A particle undergoes uniform circular motion on a horizontal xy plane. At time t = 0, it moves through coordinates (3.0 m, 0) with velocity $\overrightarrow{\mathrm{v}}=\left(6.0\mathrm{m}/\mathrm{s}\right)\widehat{\mathrm{j}}$. At t = 5.0 s, it moves through (11.0 m, 0) with velocity $\overrightarrow{\mathrm{v}}=\left(-6.0\mathrm{m}/\mathrm{s}\right)\widehat{\mathrm{j}}$. What is its acceleration at t = 2.5 s?
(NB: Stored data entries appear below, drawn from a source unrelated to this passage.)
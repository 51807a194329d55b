//! ovpn-status binary
//!
//! Parses an OpenVPN status file and prints what is in it.
//!
//! Usage: `ovpn-status [--config <file>] [--toml] [status-file]`

use log::{debug, info, warn};
use ovpn_status::{Config, Result, Status, StatusError, StatusParser};
use std::env;
use std::path::{Path, PathBuf};
use std::process;

const DEFAULT_CONFIG_PATH: &str = "ovpn-status.toml";

#[derive(Debug, Default)]
struct Args {
    config_path: Option<PathBuf>,
    status_path: Option<PathBuf>,
    toml: bool,
}

fn parse_args() -> Result<Args> {
    let mut args = Args::default();
    let mut iter = env::args().skip(1);

    while let Some(arg) = iter.next() {
        match arg.as_str() {
            "--config" => {
                let path = iter.next().ok_or_else(|| {
                    StatusError::Config("--config requires a file argument".to_string())
                })?;
                args.config_path = Some(PathBuf::from(path));
            }
            "--toml" => args.toml = true,
            other if other.starts_with("--") => {
                return Err(StatusError::Config(format!("Unknown option: {other}")));
            }
            other => args.status_path = Some(PathBuf::from(other)),
        }
    }

    Ok(args)
}

/// Load configuration from file or fall back to defaults
fn load_config(config_path: Option<&Path>) -> Result<Config> {
    let config = match config_path {
        Some(path) => Config::from_file(path)?,
        None if Path::new(DEFAULT_CONFIG_PATH).exists() => Config::from_file(DEFAULT_CONFIG_PATH)?,
        None => Config::default(),
    };
    config.validate()?;
    Ok(config)
}

fn print_summary(status: &Status) {
    match status.updated_at {
        Some(ts) => println!("Updated: {ts}"),
        None => println!("Updated: unknown"),
    }

    println!("Clients ({}):", status.client_count());
    for client in &status.client_list {
        let since = client
            .connected_since
            .map(|ts| ts.to_string())
            .unwrap_or_else(|| "-".to_string());
        println!(
            "  {:<24} {:<24} rx {:>12} tx {:>12} since {}",
            client.common_name, client.real_address, client.bytes_received, client.bytes_sent, since
        );
    }

    println!("Routing table ({}):", status.route_count());
    for route in &status.routing_table {
        let last_ref = route
            .last_ref
            .map(|ts| ts.to_string())
            .unwrap_or_else(|| "-".to_string());
        println!(
            "  {:<18} {:<24} {:<24} last ref {}",
            route.virtual_address, route.common_name, route.real_address, last_ref
        );
    }

    println!(
        "Max bcast/mcast queue length: {}",
        status.global_stats.max_bcast_mcast_queue_len
    );
}

fn run() -> Result<()> {
    let args = parse_args()?;
    let config = load_config(args.config_path.as_deref())?;

    // RUST_LOG still wins over the configured level
    env_logger::Builder::from_env(
        env_logger::Env::default().default_filter_or(config.logging.level.as_str()),
    )
    .init();
    debug!("Configuration: {config:?}");

    let status_path = args
        .status_path
        .or_else(|| config.source.path.clone())
        .ok_or_else(|| {
            StatusError::Config(
                "No status file given on the command line or in [source] path".to_string(),
            )
        })?;

    let parser = StatusParser::new(config.parser.clone());
    let status = parser.parse_file(&status_path)?;
    info!(
        "Parsed {}: {} clients, {} routes",
        status_path.display(),
        status.client_count(),
        status.route_count()
    );
    if status.updated_at.is_none() {
        warn!("Status file has no usable Updated timestamp");
    }

    if args.toml {
        print!("{}", toml::to_string_pretty(&status)?);
    } else {
        print_summary(&status);
    }

    Ok(())
}

fn main() {
    if let Err(e) = run() {
        // logging may not be set up yet
        eprintln!("ovpn-status: {e}");
        process::exit(1);
    }
}
use crate::collab::{PlaylistStore, Router};
use crate::menu::{MenuAction, MenuHeader, MenuLinks, MenuSession};
use crate::model::{PlayableItem, PlaylistSummary, normalize};
use crate::notify::{LOGIN_REQUIRED_DESCRIPTION, LOGIN_REQUIRED_TITLE, Notice, Notifier};
use crate::playlist::{
    PendingPlaylistAdd, PlaylistAddOutcome, PlaylistCoordinator, SettledPlaylistAdd,
};
use crate::queue::PlayerQueue;
use std::sync::Arc;
use tracing::{debug, info};

#[derive(Debug, Clone, Copy, PartialEq, Eq)]
pub enum Feature {
    EpisodePlayback,
    EpisodeQueue,
    Favourite,
    Radio,
}

#[derive(Debug, Clone, PartialEq, Eq)]
pub enum ActionOutcome {
    /// `reused` is true when the item was already queued and only the
    /// selection moved.
    Played { index: usize, reused: bool },
    Queued { index: usize },
    DialogOpened,
    Redirected(String),
    Unsupported(Feature),
}

#[derive(Debug, Clone, PartialEq, Eq)]
pub struct User {
    pub name: String,
}

#[derive(Clone)]
pub struct MenuServices {
    pub notifier: Arc<dyn Notifier>,
    pub router: Arc<dyn Router>,
    pub playlists: Arc<dyn PlaylistStore>,
}

/// The action menu opened on a single item.
pub struct TileMenu {
    item: PlayableItem,
    user: Option<User>,
    playlists: Vec<PlaylistSummary>,
    show_album: bool,
    login_route: String,
    session: MenuSession,
    notifier: Arc<dyn Notifier>,
    router: Arc<dyn Router>,
    coordinator: PlaylistCoordinator,
}

impl TileMenu {
    pub fn new(item: PlayableItem, services: MenuServices) -> Self {
        let coordinator =
            PlaylistCoordinator::new(services.playlists, Arc::clone(&services.notifier));
        Self {
            item,
            user: None,
            playlists: Vec::new(),
            show_album: false,
            login_route: String::from("/login"),
            session: MenuSession::default(),
            notifier: services.notifier,
            router: services.router,
            coordinator,
        }
    }

    pub fn with_user(mut self, user: Option<User>) -> Self {
        self.user = user;
        self
    }

    pub fn with_playlists(mut self, playlists: Vec<PlaylistSummary>) -> Self {
        self.playlists = playlists;
        self
    }

    pub fn with_album_link(mut self, show_album: bool) -> Self {
        self.show_album = show_album;
        self
    }

    pub fn with_login_route(mut self, route: &str) -> Self {
        self.login_route = route.to_string();
        self
    }

    pub fn session(&self) -> &MenuSession {
        &self.session
    }

    /// Called each time the menu shell is shown again.
    pub fn present(&mut self) {
        self.session.reopen();
    }

    pub fn open_share(&mut self) {
        self.session.open_share();
    }

    pub fn back(&mut self) {
        self.session.back();
    }

    pub fn header(&self) -> MenuHeader {
        MenuHeader {
            title: self.item.name().to_string(),
            description: self.item.subtitle().to_string(),
            image: self.item.image().to_string(),
        }
    }

    pub fn actions(&self) -> Vec<(MenuAction, String)> {
        let kind = self.item.kind();
        MenuAction::ALL
            .iter()
            .map(|action| (*action, action.label(kind)))
            .collect()
    }

    pub fn links(&self) -> MenuLinks {
        MenuLinks::for_item(&self.item, self.show_album)
    }

    pub fn dispatch(&mut self, action: MenuAction, queue: &mut PlayerQueue) -> ActionOutcome {
        debug!(?action, item_id = self.item.id(), "menu action");
        match action {
            MenuAction::Favourite => self.favourite(),
            MenuAction::PlayNow => self.play(queue),
            MenuAction::AddToQueue => self.add_to_queue(queue),
            MenuAction::AddToPlaylist => self.toggle_playlist_dialog(),
            MenuAction::PlayRadio => self.play_radio(),
        }
    }

    pub fn favourite(&self) -> ActionOutcome {
        self.unsupported(Feature::Favourite)
    }

    pub fn play_radio(&self) -> ActionOutcome {
        self.unsupported(Feature::Radio)
    }

    /// Jumps to the item if it is already queued, otherwise appends it and
    /// selects the new position. Either way the player is switched on.
    pub fn play(&self, queue: &mut PlayerQueue) -> ActionOutcome {
        if self.item.is_episode() {
            return self.unsupported(Feature::EpisodePlayback);
        }

        let outcome = match queue.find_index(self.item.id()) {
            Some(index) => {
                queue.set_selection(index);
                ActionOutcome::Played {
                    index,
                    reused: true,
                }
            }
            None => {
                let Some(entry) = normalize(&self.item) else {
                    return self.unsupported(Feature::EpisodePlayback);
                };
                let index = queue.append(entry);
                queue.set_selection(index);
                ActionOutcome::Played {
                    index,
                    reused: false,
                }
            }
        };

        queue.activate_player();
        info!(item_id = self.item.id(), ?outcome, "play");
        outcome
    }

    /// Always appends, even when the same id is already queued.
    pub fn add_to_queue(&self, queue: &mut PlayerQueue) -> ActionOutcome {
        if self.item.is_episode() {
            return self.unsupported(Feature::EpisodeQueue);
        }
        let Some(entry) = normalize(&self.item) else {
            return self.unsupported(Feature::EpisodeQueue);
        };

        let index = queue.append(entry);
        self.notifier.notify(Notice::Message(format!(
            "\"{}\" added to queue",
            self.item.name()
        )));
        ActionOutcome::Queued { index }
    }

    /// Opens the playlist picker, or sends a signed-out user to log in.
    pub fn toggle_playlist_dialog(&mut self) -> ActionOutcome {
        if self.user.is_none() {
            info!(route = %self.login_route, "playlist dialog needs a signed-in user");
            self.router.push(&self.login_route);
            self.notifier.notify(Notice::Info {
                title: String::from(LOGIN_REQUIRED_TITLE),
                description: String::from(LOGIN_REQUIRED_DESCRIPTION),
            });
            return ActionOutcome::Redirected(self.login_route.clone());
        }

        self.session.open_dialog();
        ActionOutcome::DialogOpened
    }

    pub fn close_playlist_dialog(&mut self) {
        self.session.close_dialog();
    }

    /// Playlists offered while the picker is showing.
    pub fn playlist_choices(&self) -> &[PlaylistSummary] {
        if self.user.is_some() && self.session.is_dialog_open() {
            &self.playlists
        } else {
            &[]
        }
    }

    /// Sends the item to a playlist picked from the open dialog. Returns
    /// `None` without touching the store when nobody is signed in (the caller
    /// is redirected to log in) or the dialog is not showing.
    pub fn add_to_playlist(
        &mut self,
        playlist_id: &str,
        playlist_name: &str,
    ) -> Option<PendingPlaylistAdd> {
        if self.user.is_none() {
            self.toggle_playlist_dialog();
            return None;
        }
        if !self.session.is_dialog_open() {
            debug!(playlist_id, "playlist dialog closed, ignoring add");
            return None;
        }

        Some(self.coordinator.start(
            &self.session,
            playlist_id,
            playlist_name,
            self.item.id(),
            self.item.name(),
        ))
    }

    pub fn finish_playlist_add(&mut self, settled: SettledPlaylistAdd) -> PlaylistAddOutcome {
        self.coordinator.finish(settled, &mut self.session)
    }

    /// Sends the request and waits for it. The menu is borrowed for the whole
    /// round trip; use `add_to_playlist` to keep acting while it is pending.
    pub async fn add_to_playlist_and_wait(
        &mut self,
        playlist_id: &str,
        playlist_name: &str,
    ) -> Option<PlaylistAddOutcome> {
        let pending = self.add_to_playlist(playlist_id, playlist_name)?;
        let settled = pending.wait().await;
        Some(self.finish_playlist_add(settled))
    }

    fn unsupported(&self, feature: Feature) -> ActionOutcome {
        debug!(?feature, item_id = self.item.id(), "feature not available");
        self.notifier.notify(Notice::InDevelopment);
        ActionOutcome::Unsupported(feature)
    }
}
The motion of the particle is shown in the following figure:

Radius, $\mathrm{r}=\frac{\left(11.0-3.0\right)}{2}=4.0\mathrm{m}.$
Magnitude of acceleration, 
$=\frac{{\mathrm{v}}^2}{\mathrm{r}}=\frac{{\left(6.0\right)}^2}{4.0}=9.0\mathrm{m}/{\mathrm{s}}^2.$
at t = 2.5 s, the particle has completed one-fourth of its period and its velocity is parallel to x-axis. Since the centripetal acceleration is directed towards to the center. 
We get
$\overrightarrow{\mathrm{a}}=\left(-9.0\mathrm{m}/{\mathrm{s}}^2\right)\widehat{\mathrm{j}}$